The paper also offered the first application of the ML method to a set of aligned nucleotide sequences (5S and 5.8S RNA) obtained by Erdmann (1982), a process that would be repeated a million times after that. The resulting tree with trout, frog, turtle, iguana and chicken is shown in Fig. 1. Probably this is one of the first phylogenetic estimates in which the author is able to explain with a sound statistical basis that this result is not very reliable.

## Uses of the Phylogenetic Likelihood

The maximum likelihood framework developed by Felsenstein has been tremendously influential, providing a powerful methodology for phylogenetic inference that has been exploited by many empirical and theoretical researchers to this day (e.g., Ji et al. 2020). Felsenstein’s 1981 article has been cited by thousands of researchers around the world in over 9,000 publications (Fig. 2). As a side note, this is not Felsenstein’s most cited work, which is instead his bootstrap paper in the journal *Evolution* (Felsenstein 1985), with more than 32,000 citations.

The reasons for this popularity are straightforward. The method of ML is a standard in statistics that brought a wealth of statistical theory to the field. Its application to phylogenetics permitted the use of complex models of evolution, including the ability to estimate model parameters and so make inferences about the process of evolution, providing the means to compare competing trees and models (Whelan et al. 2001). Below we describe some of the research prompted by Felsenstein’s JME paper. Indeed, such a list cannot, and was not intended to, be exhaustive.

### Molecular Systematics

The method of ML was swiftly adopted by many researchers, most rapidly by Hasegawa and collaborators, who used it to infer the tree of Hominoidea (Hasegawa and Yano 1984), and of eukaryotes (Hasegawa et al. 1985a). During the explosion of molecular phylogenetics in the 1990s, ML trees played a fundamental role in the field, but not without competing strategies, and often with accompanying philosophical debates. The method of ML was thoroughly scrutinized from multiple angles and benchmarked against other approaches (Saitou 1988; Saitou and Imanishi 1989; Goldman 1990; Fukami-Kobayashi and Tateno 1991; Hasegawa et al. 1991; Tateno et al. 1994; Kuhner and Felsenstein 1994; Yang 1994c, 1996; Gaut and Lewis 1995; Huelsenbeck 1995a, b). During this time, there was a fierce debate between supporters of MP and those of ML (Farris 1983; Felsenstein and Sober 1986; Sober 1991; Whiting 1998; Huelsenbeck 1998).

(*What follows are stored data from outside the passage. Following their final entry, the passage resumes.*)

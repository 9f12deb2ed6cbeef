use review_portal::{
    AppConfig, AppState, MemoryRepository, MockMailer, create_router,
    mailer::MailerState,
    models::{Role, User, UserPayload},
    repository::{Repository, RepositoryState},
};
use serde_json::json;
use std::sync::Arc;
use tokio::net::TcpListener;
use uuid::Uuid;

struct TestApp {
    address: String,
    repo: Arc<MemoryRepository>,
}

async fn spawn_app() -> TestApp {
    let repo = Arc::new(MemoryRepository::new());

    let state = AppState {
        repo: repo.clone() as RepositoryState,
        mailer: Arc::new(MockMailer::new()) as MailerState,
        config: AppConfig::default(),
    };
    let router = create_router(state);

    let listener = TcpListener::bind("127.0.0.1:0")
        .await
        .expect("Failed to bind port");
    let port = listener.local_addr().unwrap().port();
    let address = format!("http://127.0.0.1:{}/api/v1", port);

    tokio::spawn(async move {
        axum::serve(listener, router).await.unwrap();
    });

    TestApp { address, repo }
}

async fn create_user(repo: &MemoryRepository, username: &str, role: Role) -> User {
    repo.create_user(UserPayload {
        username: username.to_string(),
        email: format!("{username}@example.com"),
        first_name: None,
        last_name: None,
        bio: None,
        role: Some(role),
    })
    .await
    .unwrap()
}

/// Request builder shorthand: all requests in this file authenticate through
/// the local x-user-id bypass rather than minting tokens.
fn as_user(req: reqwest::RequestBuilder, user: &User) -> reqwest::RequestBuilder {
    req.header("x-user-id", user.id.to_string())
}
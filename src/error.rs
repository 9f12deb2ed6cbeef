use axum::{
    Json,
    http::StatusCode,
    response::{IntoResponse, Response},
};
use thiserror::Error;

/// ApiError
///
/// The single error type flowing out of policy checks, validation, and the
/// repository. Every variant maps to one HTTP status class; none of them is
/// fatal to the process. Storage faults are logged server-side and never
/// leaked to the client.
#[derive(Debug, Error)]
pub enum ApiError {
    /// Malformed or out-of-range input (future year, score outside 0..=10,
    /// reserved username). Reported to the caller, never retried.
    #[error("{0}")]
    Validation(String),

    /// Confirmation code did not match the one derivable from the username.
    /// Deliberately a 400, mirroring the signup flow it belongs to.
    #[error("invalid confirmation code")]
    BadConfirmationCode,

    /// No usable credentials on a request that requires them.
    #[error("authentication required")]
    Unauthorized,

    /// Policy engine denial. Carries no detail about which check failed.
    #[error("permission denied")]
    Forbidden,

    #[error("{0} not found")]
    NotFound(&'static str),

    /// Uniqueness constraint violated (duplicate review, duplicate
    /// username/email). The store is the serialization point; the second
    /// committer of a conflicting write lands here.
    #[error("{0}")]
    Conflict(String),

    #[error(transparent)]
    Database(#[from] sqlx::Error),

    /// Faults in our own machinery (token signing, serialization). Logged,
    /// reported as an opaque 500.
    #[error("internal error")]
    Internal(String),
}

impl ApiError {
    /// Translates a storage-layer failure into the request-level error kind.
    /// Unique violations become conflicts, check violations become validation
    /// errors; anything else stays an opaque database fault.
    pub fn from_db(err: sqlx::Error, conflict: &str) -> Self {
        if let Some(db_err) = err.as_database_error() {
            if db_err.is_unique_violation() {
                return ApiError::Conflict(conflict.to_string());
            }
            if db_err.is_check_violation() {
                return ApiError::Validation(format!("constraint violated: {conflict}"));
            }
        }
        ApiError::Database(err)
    }
}

impl IntoResponse for ApiError {
    fn into_response(self) -> Response {
        let (status, detail) = match &self {
            ApiError::Validation(msg) => (StatusCode::BAD_REQUEST, msg.clone()),
            ApiError::BadConfirmationCode => {
                (StatusCode::BAD_REQUEST, self.to_string())
            }
            ApiError::Unauthorized => (StatusCode::UNAUTHORIZED, self.to_string()),
            ApiError::Forbidden => (StatusCode::FORBIDDEN, self.to_string()),
            ApiError::NotFound(_) => (StatusCode::NOT_FOUND, self.to_string()),
            ApiError::Conflict(msg) => (StatusCode::CONFLICT, msg.clone()),
            ApiError::Database(err) => {
                tracing::error!("database error: {:?}", err);
                (
                    StatusCode::INTERNAL_SERVER_ERROR,
                    "internal error".to_string(),
                )
            }
            ApiError::Internal(msg) => {
                tracing::error!("internal error: {}", msg);
                (
                    StatusCode::INTERNAL_SERVER_ERROR,
                    "internal error".to_string(),
                )
            }
        };

        (status, Json(serde_json::json!({ "detail": detail }))).into_response()
    }
}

ML in phylogenetics has stood the test of time. It, along with Bayesian approaches, are very popular in phylogenetics today. The broad use of ML in phylogenetics has been greatly facilitated by novel software implementations such as RAxML (Stamatakis 2014, 2015), RAxML-NG (Kozlov et al. 2019), and IQTree (Nguyen et al. 2015; Minh et al. 2020)—all of which enable likelihood calculations on very large datasets.

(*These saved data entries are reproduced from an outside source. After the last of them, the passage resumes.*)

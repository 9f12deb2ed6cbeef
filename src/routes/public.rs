use crate::{AppState, handlers};
use axum::{
    Router,
    routing::{get, post},
};

/// Public Router Module
///
/// Endpoints reachable without credentials: the signup/token flow and every
/// read of the catalogue. A request that does carry credentials still gets
/// them resolved (the `Actor` extractor), so staff see the same reads with
/// their identity attached.
pub fn public_routes() -> Router<AppState> {
    Router::new()
        // GET /health
        // Unauthenticated liveness probe for monitoring and load balancers.
        .route("/health", get(|| async { "ok" }))
        // POST /auth/signup
        // Registers a username/email pair and emails the confirmation code.
        .route("/auth/signup", post(handlers::signup))
        // POST /auth/token
        // Exchanges username + confirmation code for a bearer token.
        .route("/auth/token", post(handlers::issue_token))
        // GET /categories, /genres
        // Catalogue taxonomy listings, name-searchable.
        .route("/categories", get(handlers::list_categories))
        .route("/genres", get(handlers::list_genres))
        // GET /titles?category=...&genre=...&year=...&name=...
        // Title listing with the aggregated rating and all filters.
        .route("/titles", get(handlers::list_titles))
        .route("/titles/{title_id}", get(handlers::get_title_details))
        // GET reviews and comments, nested under their title.
        .route("/titles/{title_id}/reviews", get(handlers::list_reviews))
        .route(
            "/titles/{title_id}/reviews/{review_id}",
            get(handlers::get_review_details),
        )
        .route(
            "/titles/{title_id}/reviews/{review_id}/comments",
            get(handlers::list_comments),
        )
        .route(
            "/titles/{title_id}/reviews/{review_id}/comments/{comment_id}",
            get(handlers::get_comment_details),
        )
}
// --- User Handlers (admin) ---

/// list_users
///
/// [Admin Route] Lists accounts ordered by username. `search` matches
/// username, first name, last name, and role.
#[utoipa::path(
    get,
    path = "/users",
    params(Pagination),
    responses((status = 200, description = "Users", body = [User]))
)]
pub async fn list_users(
    actor: Actor,
    State(state): State<AppState>,
    Query(page): Query<Pagination>,
) -> Result<Json<Vec<User>>, ApiError> {
    check(&IsAdmin, &actor, Access::Read)?;
    let users = state
        .repo
        .list_users(page.search.clone(), page.limit(), page.offset())
        .await?;
    Ok(Json(users))
}

/// create_user
///
/// [Admin Route] Creates an account directly, optionally with an elevated
/// role. The new user still authenticates through the confirmation-code
/// flow like everyone else.
#[utoipa::path(
    post,
    path = "/users",
    request_body = UserPayload,
    responses(
        (status = 201, description = "User created", body = User),
        (status = 409, description = "Username or email already taken")
    )
)]
pub async fn create_user(
    actor: Actor,
    State(state): State<AppState>,
    Json(payload): Json<UserPayload>,
) -> Result<impl IntoResponse, ApiError> {
    check(&IsAdmin, &actor, Access::Write)?;
    validate_username(&payload.username)?;
    validate_email(&payload.email)?;
    let user = state.repo.create_user(payload).await?;
    Ok((StatusCode::CREATED, Json(user)))
}

/// get_user_profile
///
/// [Admin Route] Fetches a single account by username.
#[utoipa::path(
    get,
    path = "/users/{username}",
    responses(
        (status = 200, description = "User", body = User),
        (status = 404, description = "Not Found")
    )
)]
pub async fn get_user_profile(
    actor: Actor,
    State(state): State<AppState>,
    Path(username): Path<String>,
) -> Result<Json<User>, ApiError> {
    check(&IsAdmin, &actor, Access::Read)?;
    let user = state
        .repo
        .get_user_by_username(&username)
        .await?
        .ok_or(ApiError::NotFound("user"))?;
    Ok(Json(user))
}
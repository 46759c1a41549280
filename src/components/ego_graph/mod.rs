mod component;
mod render;
mod state;

pub use component::EgoGraphCanvas;
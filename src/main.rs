//! Browser entry point mounting the ego network app.

use ego_graph_canvas::{App, init_logging};
use leptos::prelude::*;

fn main() {
	init_logging();
	mount_to_body(App);
}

Remarkably, in the current COVID-19 pandemic, ML phylogenetic inference is playing a fundamental role in understanding the origins, diversification and spread of SARS-CoV-2 (e.g., Fauver et al. 2020; Lam et al. 2020; Gonzalez-Reiche et al. 2020; Worobey et al. 2020; Boni et al. 2020).

### Models of Molecular Evolution

Models of nucleotide substitution are a central part of the ML estimate of phylogeny as these models define the transitional probabilities from one nucleotide to another for the likelihood calculation. These models are not only integral to phylogeny estimation but are central to testing hypotheses related to tree topology, natural selection, and rates of evolution (see below). Jukes and Cantor (1969) (JC69) proposed the first such stochastic model of DNA substitution which assumed that all nucleotide substitutions occur at equal rates, implying that each nucleotide is equally likely to be a replacement at a given position in an alignment. This model formalized the molecular clock hypothesis put forth by Zuckerkandl (this journal’s founder) and Pauling (Zuckerkandl and Pauling 1965) suggesting that the rate of evolution of a given protein (later DNA) is constant over time and across evolutionary lineages (Morgan 1998). Kimura introduced what became a series of extensions building on the JC69 model, introducing the Kimura 2-Parameter (K2P or K80) model (1980) that recognized the empirical result that transitions (changes in nucleotides within purines or pyrimidines resulting, therefore, in a similar biochemical shape) occurred at different frequencies than transversions (changes from a purine to pyrimidine or vice versa). The model presented by Felsenstein (F81) recognized that nucleotide frequencies are often divergent from the implicit assumption of equal across the four nucleotides. For example, in early sequence analyses of mitochondrial DNA, insects in particular showed very high frequencies of A’s and T’s relative to C’s and G’s (Jermiin and Crozier 1994). Thus, in the Felsenstein model, the rate of nucleotide substitution depends only on the equilibrium frequency of that nucleotide (Felsenstein 1981). Additional model parameters would be added to accommodate combining nucleotide frequency differences and differences in transitions and transversions (HKY; (Hasegawa et al. 1985b)), differences within transitions and transversions, etc., until eventually the development of the General Time Reversible model or GTR, allowing a unique parameter for each nucleotide substitution (Lanave et al. 1984; Tavaré 1986).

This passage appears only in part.